Dégagez !

 Réponse au tweet de la ministre du travail Myriam El Khomri :

Dégagez !


Ma première réaction en ayant lu ce tweet invraisemblable de la ministre du travail Myriam El Khomri, est la suivante : ça fait beaucoup pour aussi peu de mot (d’habitude, c’est plutôt l’inverse chez eux), par où commencer ?


« AUCUNE VOIX DE GAUCHE NE DOIT MANQUER LE 7 MAI »


Dois-je débuter en vous rappelant quelle est la définition historique du terme “gauche” en politique ? Qui est, tâchons de le garder à l’esprit, matériellement l’exact antipode de la famille idéologique à laquelle vous, Mme. El Khomri, convenez.
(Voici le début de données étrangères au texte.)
//! Core types used throughout the clustered cache.

use serde::de::DeserializeOwned;
use serde::{Deserialize, Serialize};
use std::fmt;
use std::net::SocketAddr;
use std::time::{SystemTime, UNIX_EPOCH};
use uuid::Uuid;

/// Stable identity of a node, generated once at startup.
#[derive(Debug, Clone, Copy, PartialEq, Eq, Hash, PartialOrd, Ord, Serialize, Deserialize)]
pub struct NodeId(Uuid);

impl NodeId {
    /// Generate a fresh random identity.
    pub fn random() -> Self {
        Self(Uuid::new_v4())
    }

    /// Raw identity bytes, used as the rendezvous hash input.
    pub fn as_bytes(&self) -> &[u8; 16] {
        self.0.as_bytes()
    }
}

impl fmt::Display for NodeId {
    fn fmt(&self, f: &mut fmt::Formatter<'_>) -> fmt::Result {
        // The first group is enough to tell nodes apart in logs.
        let simple = self.0.simple().to_string();
        f.write_str(&simple[..8])
    }
}

/// Everything a peer needs to reach a node.
#[derive(Debug, Clone, PartialEq, Eq, Hash, Serialize, Deserialize)]
pub struct NodeAddress {
    /// Node identity.
    pub id: NodeId,
    /// Human readable name, shown in logs and listener events.
    pub name: String,
    /// Transport address the node accepts connections on.
    pub addr: SocketAddr,
}

impl NodeAddress {
    /// Create a new node address.
    pub fn new(id: NodeId, name: impl Into<String>, addr: SocketAddr) -> Self {
        Self {
            id,
            name: name.into(),
            addr,
        }
    }
}

impl fmt::Display for NodeAddress {
    fn fmt(&self, f: &mut fmt::Formatter<'_>) -> fmt::Result {
        write!(f, "{}@{}", self.name, self.addr)
    }
}

/// Replication mode of the cache.
#[derive(Debug, Clone, Copy, PartialEq, Eq, Default)]
pub enum CacheMode {
    /// Distributed, synchronous: writes return after every reachable owner applied them.
    #[default]
    DistSync,
}

/// Milliseconds since the UNIX epoch.
pub(crate) fn now_ms() -> u64 {
    SystemTime::now()
        .duration_since(UNIX_EPOCH)
        .map(|d| d.as_millis() as u64)
        .unwrap_or(0)
}

/// Serialize a user value into the bytes stored on every owner.
pub(crate) fn encode_value<V: Serialize>(value: &V) -> Result<bytes::Bytes, bincode::Error> {
    bincode::serialize(value).map(bytes::Bytes::from)
}

/// Decode stored bytes back into the user type.
pub(crate) fn decode_value<V: DeserializeOwned>(data: &[u8]) -> Result<V, bincode::Error> {
    bincode::deserialize(data)
}

#[cfg(test)]
mod tests {
    use super::*;

    #[test]
    fn test_node_id_display_is_short() {
        let id = NodeId::random();
        assert_eq!(id.to_string().len(), 8);
        assert_ne!(id, NodeId::random());
    }

    #[test]
    fn test_node_address_display() {
        let addr = NodeAddress::new(NodeId::random(), "node-a", "127.0.0.1:7800".parse().unwrap());
        assert_eq!(addr.to_string(), "node-a@127.0.0.1:7800");
    }

    #[test]
    fn test_value_encoding_is_stable() {
        let value = (18.5f32, 0.4f32, "Madrid".to_string());
        let first = encode_value(&value).unwrap();
        let second = encode_value(&value).unwrap();
        assert_eq!(first, second);
        let decoded: (f32, f32, String) = decode_value(&first).unwrap();
        assert_eq!(decoded, value);
    }
}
Cette famille, que l’on pourrait tout aussi bien qualifier de « gôche caviar » si l’on est d’humeur taquine, que de « droite complexée » si l’on est plutôt pragmatique.
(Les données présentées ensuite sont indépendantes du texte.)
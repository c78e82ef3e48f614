//! Outbound side of the transport: pooled peer connections and correlated RPC.
//!
//! One connection is kept per peer. A reader task demultiplexes replies by
//! correlation id into the pending table. Dropping a connection (peer left
//! the view, socket closed) drops every pending sender, which callers
//! observe as [`Error::PeerUnreachable`].

use crate::cluster::view::ClusterView;
use crate::config::TransportConfig;
use crate::error::{Error, NetworkError, Result};
use crate::network::rpc::{read_frame, write_frame, Frame, Message};
use crate::types::{NodeAddress, NodeId};
use dashmap::mapref::entry::Entry;
use dashmap::DashMap;
use std::sync::atomic::{AtomicU64, Ordering};
use std::sync::Arc;
use std::time::Duration;
use tokio::net::tcp::{OwnedReadHalf, OwnedWriteHalf};
use tokio::net::TcpStream;
use tokio::sync::{mpsc, oneshot, Mutex};
use tokio_util::sync::CancellationToken;
use tracing::{debug, trace};

enum PendingReply {
    Single(oneshot::Sender<Message>),
    Stream(mpsc::UnboundedSender<Message>),
}

struct PeerConnection {
    peer: NodeAddress,
    writer: Mutex<OwnedWriteHalf>,
    pending: DashMap<u64, PendingReply>,
    closed: CancellationToken,
}

impl PeerConnection {
    async fn send(&self, frame: &Frame, max_frame_size: usize) -> Result<()> {
        let mut writer = self.writer.lock().await;
        write_frame(&mut *writer, frame, max_frame_size).await
    }

    fn deliver(&self, frame: Frame) {
        let correlation_id = frame.correlation_id;
        if frame.kind.is_terminal() {
            match self.pending.remove(&correlation_id) {
                Some((_, PendingReply::Single(tx))) => {
                    let _ = tx.send(frame.message);
                }
                Some((_, PendingReply::Stream(tx))) => {
                    let _ = tx.send(frame.message);
                }
                None => trace!(peer = %self.peer, correlation_id, "Late reply dropped"),
            }
        } else if let Some(pending) = self.pending.get(&correlation_id) {
            if let PendingReply::Stream(tx) = pending.value() {
                let _ = tx.send(frame.message);
            }
        }
    }

    fn close(&self) {
        self.closed.cancel();
        self.pending.clear();
    }

    fn is_closed(&self) -> bool {
        self.closed.is_cancelled()
    }
}

/// Replies to a streamed request, in arrival order.
pub struct ReplyStream {
    rx: mpsc::UnboundedReceiver<Message>,
    conn: Arc<PeerConnection>,
    correlation_id: u64,
}

impl ReplyStream {
    /// Wait for the next reply.
    pub async fn next(&mut self, timeout: Duration) -> Result<Message> {
        match tokio::time::timeout(timeout, self.rx.recv()).await {
            Ok(Some(message)) => reply_result(message),
            Ok(None) => Err(Error::PeerUnreachable(self.conn.peer.id)),
            Err(_) => Err(Error::Timeout),
        }
    }
}

impl Drop for ReplyStream {
    fn drop(&mut self) {
        self.conn.pending.remove(&self.correlation_id);
    }
}

/// Point-to-point and anycast RPC over pooled TCP connections.
pub struct Transport {
    /// This node.
    local: NodeId,

    /// Transport settings.
    config: TransportConfig,

    /// Open connections by peer.
    connections: DashMap<NodeId, Arc<PeerConnection>>,

    /// Counter for generating unique correlation ids.
    next_correlation_id: AtomicU64,

    /// Closes every connection on shutdown.
    shutdown: CancellationToken,
}

impl Transport {
    /// Create a new transport.
    pub fn new(local: NodeId, config: TransportConfig, shutdown: CancellationToken) -> Self {
        Self {
            local,
            config,
            connections: DashMap::new(),
            next_correlation_id: AtomicU64::new(1),
            shutdown,
        }
    }

    /// Number of open peer connections.
    pub fn connection_count(&self) -> usize {
        self.connections.iter().filter(|c| !c.is_closed()).count()
    }

    /// Send a request and wait for its reply.
    pub async fn request(
        &self,
        peer: &NodeAddress,
        message: Message,
        timeout: Duration,
    ) -> Result<Message> {
        let (conn, correlation_id, rx) = {
            let conn = self.connection(peer).await?;
            let correlation_id = self.next_correlation_id.fetch_add(1, Ordering::Relaxed);
            let (tx, rx) = oneshot::channel();
            conn.pending.insert(correlation_id, PendingReply::Single(tx));
            (conn, correlation_id, rx)
        };

        let kind = message.kind();
        trace!(peer = %peer, %kind, correlation_id, "Sending request");
        self.send(&conn, Frame::new(correlation_id, message)).await?;

        match tokio::time::timeout(timeout, rx).await {
            Ok(Ok(reply)) => reply_result(reply),
            Ok(Err(_)) => Err(Error::PeerUnreachable(peer.id)),
            Err(_) => {
                conn.pending.remove(&correlation_id);
                debug!(peer = %peer, %kind, "Request timed out");
                Err(Error::Timeout)
            }
        }
    }

    /// Send a request whose reply arrives as several frames.
    pub async fn request_stream(&self, peer: &NodeAddress, message: Message) -> Result<ReplyStream> {
        let conn = self.connection(peer).await?;
        let correlation_id = self.next_correlation_id.fetch_add(1, Ordering::Relaxed);
        let (tx, rx) = mpsc::unbounded_channel();
        conn.pending.insert(correlation_id, PendingReply::Stream(tx));
        let stream = ReplyStream {
            rx,
            conn: conn.clone(),
            correlation_id,
        };

        self.send(&conn, Frame::new(correlation_id, message)).await?;
        Ok(stream)
    }

    /// Send the same request to each peer in parallel. Results keep the order of `peers`.
    pub async fn anycast(
        &self,
        peers: &[NodeAddress],
        message: Message,
        timeout: Duration,
    ) -> Vec<(NodeId, Result<Message>)> {
        let requests = peers.iter().map(|peer| {
            let message = message.clone();
            async move { (peer.id, self.request(peer, message, timeout).await) }
        });
        futures::future::join_all(requests).await
    }

    /// Drop connections to nodes outside `view`, failing their pending requests.
    pub fn retain_peers(&self, view: &ClusterView) {
        self.connections.retain(|id, conn| {
            let keep = view.contains(*id);
            if !keep {
                debug!(peer = %conn.peer, "Closing connection to departed peer");
                conn.close();
            }
            keep
        });
    }

    /// Drop the connection to one peer.
    pub fn disconnect(&self, peer: NodeId) {
        if let Some((_, conn)) = self.connections.remove(&peer) {
            conn.close();
        }
    }

    /// Close every connection.
    pub fn close_all(&self) {
        self.connections.retain(|_, conn| {
            conn.close();
            false
        });
    }

    async fn send(&self, conn: &Arc<PeerConnection>, frame: Frame) -> Result<()> {
        match conn.send(&frame, self.config.max_frame_size).await {
            Ok(()) => Ok(()),
            Err(Error::Network(NetworkError::Io(e))) => {
                debug!(peer = %conn.peer, error = %e, "Send failed, dropping connection");
                conn.pending.remove(&frame.correlation_id);
                conn.close();
                Err(Error::PeerUnreachable(conn.peer.id))
            }
            Err(e) => {
                conn.pending.remove(&frame.correlation_id);
                Err(e)
            }
        }
    }

    async fn connection(&self, peer: &NodeAddress) -> Result<Arc<PeerConnection>> {
        if self.shutdown.is_cancelled() {
            return Err(Error::Shutdown);
        }
        if peer.id == self.local {
            return Err(Error::Internal("transport asked to connect to itself".into()));
        }
        if let Some(conn) = self.connections.get(&peer.id) {
            if !conn.is_closed() {
                return Ok(conn.clone());
            }
        }

        let stream = tokio::time::timeout(self.config.connect_timeout, TcpStream::connect(peer.addr))
            .await
            .map_err(|_| Error::PeerUnreachable(peer.id))?
            .map_err(|e| {
                debug!(peer = %peer, error = %e, "Connection failed");
                Error::PeerUnreachable(peer.id)
            })?;
        let _ = stream.set_nodelay(true);
        let (reader, writer) = stream.into_split();

        let conn = Arc::new(PeerConnection {
            peer: peer.clone(),
            writer: Mutex::new(writer),
            pending: DashMap::new(),
            closed: self.shutdown.child_token(),
        });

        match self.connections.entry(peer.id) {
            // Lost a connect race; use the winner and let ours drop.
            Entry::Occupied(entry) if !entry.get().is_closed() => return Ok(entry.get().clone()),
            Entry::Occupied(mut entry) => {
                entry.insert(conn.clone());
            }
            Entry::Vacant(entry) => {
                entry.insert(conn.clone());
            }
        }

        debug!(peer = %peer, "Connected to peer");
        tokio::spawn(Self::read_replies(
            conn.clone(),
            reader,
            self.config.max_frame_size,
        ));
        Ok(conn)
    }

    async fn read_replies(conn: Arc<PeerConnection>, mut reader: OwnedReadHalf, max_frame_size: usize) {
        loop {
            let frame = tokio::select! {
                _ = conn.closed.cancelled() => break,
                frame = read_frame(&mut reader, max_frame_size) => frame,
            };
            match frame {
                Ok(Some(frame)) => conn.deliver(frame),
                Ok(None) => {
                    debug!(peer = %conn.peer, "Peer closed connection");
                    break;
                }
                Err(e) => {
                    debug!(peer = %conn.peer, error = %e, "Failed to read reply");
                    break;
                }
            }
        }
        conn.close();
    }
}

impl std::fmt::Debug for Transport {
    fn fmt(&self, f: &mut std::fmt::Formatter<'_>) -> std::fmt::Result {
        f.debug_struct("Transport")
            .field("local", &self.local)
            .field("connections", &self.connections.len())
            .finish()
    }
}

/// Map protocol-level failure replies to errors.
fn reply_result(message: Message) -> Result<Message> {
    match message {
        Message::Overloaded => Err(Error::Overloaded),
        Message::Error { reason } => Err(Error::Remote(reason)),
        other => Ok(other),
    }
}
« La gauche [la vraie], les partis de gauche se rassemblent généralement dans la promotion d'idéaux progressistes et d'égalité, la critique de l'ordre social et le souci d'une plus grande justice sociale. » (Source : Wikipédia ; on échappera aux invectives du type : « Bolchevik ! »)

Petit réapprovisionnement en compréhension du champ politique, revenons-en à nos moutons. Il me semble que la loi El Khomri est une œuvre qui vous appartient, n’est-ce pas ?

Loi relative au travail, à la modernisation du dialogue social et à la sécurisation des parcours professionnels

[ Dévoilé le 17 février 2016, le texte vise à réformer le Code du travail afin, selon le gouvernement, de « protéger les salariés, favoriser l'embauche, et donner plus de marges de manœuvre à la négociation en entreprise ». Il est initialement soutenu par le patronat, notamment le MEDEF, alors que l'opposition estime que le projet de loi n'aura que peu, voire pas, d'effet économique.

Le projet de loi fait l'objet d'un important mouvement de contestation, comprenant des grèves et manifestations, de la part des syndicats, d'organisations étudiantes et d'une partie de la gauche qui considèrent que les réformes proposées font « revenir des années en arrière » les droits des salariés.

Le texte, après avoir été remanié par le gouvernement, est adopté sans vote en première lecture par l'Assemblée nationale à la suite de l'engagement de la responsabilité du gouvernement grâce à l'utilisation de l'article 49 alinéa 3 de la Constitution française (dit « 49.3 »). Après son adoption par le Sénat, le texte est de nouveau adopté sans vote à l'Assemblée nationale en nouvelle lecture et en lecture définitive. Il est promulgué le 8 août 2016. ] (Source : Wikipédia)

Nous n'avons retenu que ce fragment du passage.